Не протянет первый руку, когда здоровается, не хлопнет тебя по плечу, как
свой парень! Из кожи вон лезешь, стараешься с ним поприветливей, гляди,
мол, я парень свойский и тебя тоже своим считаю, - а он что в ответ?
Поглядит на тебя, усмехнется своей непонятной усмешечкой и отвернется... и
весь день на службе не снимает эту дурацкую шляпу, я думаю, он и спит в
ней! Нипочем не предложит тебе сесть, а сам встанет и стоя тебя слушает...
так холодом и обдаст... потом выйдет из кабинета и шагает взад-вперед,
взад-вперед, и пялится на всех, кто мимо идет, точно полудурок... а ведь
это все его коллеги... а минут через двадцать возвращается и уже на тебя
пялится, точно первый раз в жизни видит... потом нахлобучит шляпу на уши,
отвернется, ухватится за лацканы пиджака, и глядит в окно, и усмехается
сумасшедшей своей усмешечкой... опять на тебя поглядит, смерит тебя
взглядом, уставится в упор... тебя страх берет: может, ты вдруг в обезьяну
превратился... а он, ни слова не сказав, опять к окну отвернется, а потом
опять на тебя уставится... наконец, сделает вид, вроде только теперь тебя
узнал: а, мол, это вы... Сноб, вот он кто, и этаким манером он дает
понять, что не желает с тобой знаться! Я-то его раскусил, я понимаю, что
он такое! Он из самых старых американцев, старше нет, кроме, может быть,
господа бога. Все не по нем, это уж точно! Будто он непогрешим, почти как
сам господь бог. Он же аристократ, сын богача, в Гротонах-Гарвардах
обучался, где уж нам, неотесанным, с ним тягаться! Он высокого полета
птица, а ведь наш брат сплошь прохвосты, мелкая шушера. Мы для него просто
серые деляги, этакие, знаешь, Бэббиты, отсюда и этот его взгляд и
усмешечка, оттого он и отворачивается, и хватается за свои лацканы, и не
отвечает, когда с ним заговариваешь...
- Э, нет! - прерывает третий. - Ошибаешься! Он усмехается и
отворачивается вот почему: старается расслышать получше, а не отвечает вот
почему: он глухой...
- Ах, глухой! - насмешливо встревает еще один. - Глухой, черта с два!
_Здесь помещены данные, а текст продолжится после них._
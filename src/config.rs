//! Host configuration parsed from environment variables.

pub const DEFAULT_PORT: u16 = 3000;
pub const DEFAULT_SUMMARY_UPSTREAM_URL: &str = "http://127.0.0.1:5000";
pub const DEFAULT_SUMMARY_REQUEST_TIMEOUT_SECS: u64 = 30;
pub const DEFAULT_SUMMARY_CONNECT_TIMEOUT_SECS: u64 = 5;

/// Errors produced while reading host configuration.
#[derive(Debug, thiserror::Error)]
pub enum ConfigError {
    /// `PORT` is set but is not a valid port number.
    #[error("invalid PORT: {0}")]
    InvalidPort(String),

    /// `SUMMARY_UPSTREAM_URL` is not an http(s) URL.
    #[error("invalid SUMMARY_UPSTREAM_URL: {0}")]
    InvalidUpstreamUrl(String),
}

#[derive(Debug, Clone, Copy, PartialEq, Eq)]
pub struct UpstreamTimeouts {
    pub request_secs: u64,
    pub connect_secs: u64,
}

impl Default for UpstreamTimeouts {
    fn default() -> Self {
        Self { request_secs: DEFAULT_SUMMARY_REQUEST_TIMEOUT_SECS, connect_secs: DEFAULT_SUMMARY_CONNECT_TIMEOUT_SECS }
    }
}

#[derive(Debug, Clone, PartialEq, Eq)]
pub struct HostConfig {
    pub port: u16,
    /// Base URL of the trip planner, without a trailing slash.
    pub upstream_url: String,
    pub timeouts: UpstreamTimeouts,
}

impl HostConfig {
    /// Build typed host config from environment variables.
    ///
    /// Optional:
    /// - `PORT`: default 3000
    /// - `SUMMARY_UPSTREAM_URL`: default `http://127.0.0.1:5000`
    /// - `SUMMARY_REQUEST_TIMEOUT_SECS`: default 30
    /// - `SUMMARY_CONNECT_TIMEOUT_SECS`: default 5
    ///
    /// # Errors
    ///
    /// Returns an error if `PORT` or `SUMMARY_UPSTREAM_URL` is malformed.
    pub fn from_env() -> Result<Self, ConfigError> {
        Self::from_lookup(|key| std::env::var(key).ok())
    }

    /// Build host config from an arbitrary key lookup.
    ///
    /// # Errors
    ///
    /// Returns an error if `PORT` or `SUMMARY_UPSTREAM_URL` is malformed.
    pub fn from_lookup(lookup: impl Fn(&str) -> Option<String>) -> Result<Self, ConfigError> {
        let port = match lookup("PORT") {
            Some(raw) => raw.trim().parse::<u16>().map_err(|_| ConfigError::InvalidPort(raw))?,
            None => DEFAULT_PORT,
        };
        let upstream_url = parse_upstream_url(lookup("SUMMARY_UPSTREAM_URL").as_deref())?;
        let timeouts = UpstreamTimeouts {
            request_secs: parse_u64_or(
                lookup("SUMMARY_REQUEST_TIMEOUT_SECS").as_deref(),
                DEFAULT_SUMMARY_REQUEST_TIMEOUT_SECS,
            ),
            connect_secs: parse_u64_or(
                lookup("SUMMARY_CONNECT_TIMEOUT_SECS").as_deref(),
                DEFAULT_SUMMARY_CONNECT_TIMEOUT_SECS,
            ),
        };

        Ok(Self { port, upstream_url, timeouts })
    }
}

fn parse_u64_or(raw: Option<&str>, default: u64) -> u64 {
    raw.and_then(|v| v.trim().parse::<u64>().ok())
        .unwrap_or(default)
}

fn parse_upstream_url(raw: Option<&str>) -> Result<String, ConfigError> {
    let url = raw
        .unwrap_or(DEFAULT_SUMMARY_UPSTREAM_URL)
        .trim()
        .trim_end_matches('/');
    if !(url.starts_with("http://") || url.starts_with("https://")) {
        return Err(ConfigError::InvalidUpstreamUrl(url.to_string()));
    }
    Ok(url.to_string())
}

#[cfg(test)]
#[path = "config_test.rs"]
mod tests;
Глухой, как лисица! Эта его глухота - увертка, фокус, обман! Когда хочет,
он отлично слышит! Если говоришь такое, что он хочет услышать, уж он
услышит, даже если говоришь через улицу, и не говоришь, а шепчешь! Он же
сущий Лис! Можете мне поверить!
- Лис, сущий Лис, - хором соглашаются все. - Это уж верно, он -
настоящий Лис!
Так они шепчутся, Игроки и Мазилы, спорят и делают выводы. Осаждают
близких и друзей Лиса, усердно потчуют их лестью и крепкими напитками,
пытаются с их помощью разгадать загадку Лиса. Но все-напрасно, ведь
разгадывать тут нечего, и никто ничего не может им объяснить. И,
раздосадованные, растерянные, они приходят к тому, с чего начали. Они
заняли позицию, прицелились и - промазали!
Так всегда и во-всем: они расставляют капканы у каждой норы. Они
осаждают самое жизнь. Они разрабатывают тактику, пускаются на сложнейшие
военные хитрости. Изобретают мудренейшие способы изловить дичь. В ночную
пору, когда хитроумный Лис мирно спит, они совершают искусные обходные
маневры, заходят в тыл врага, когда он не видит; они уверены, что победа
уже у них в руках, великолепно прицеливаются, стреляют... и попадают друг
другу в зад - больно, да и штаны пострадали, а им тоже цена немалая!
А меж тем Лис всю ночь напролет спит сладким сном невинного младенца.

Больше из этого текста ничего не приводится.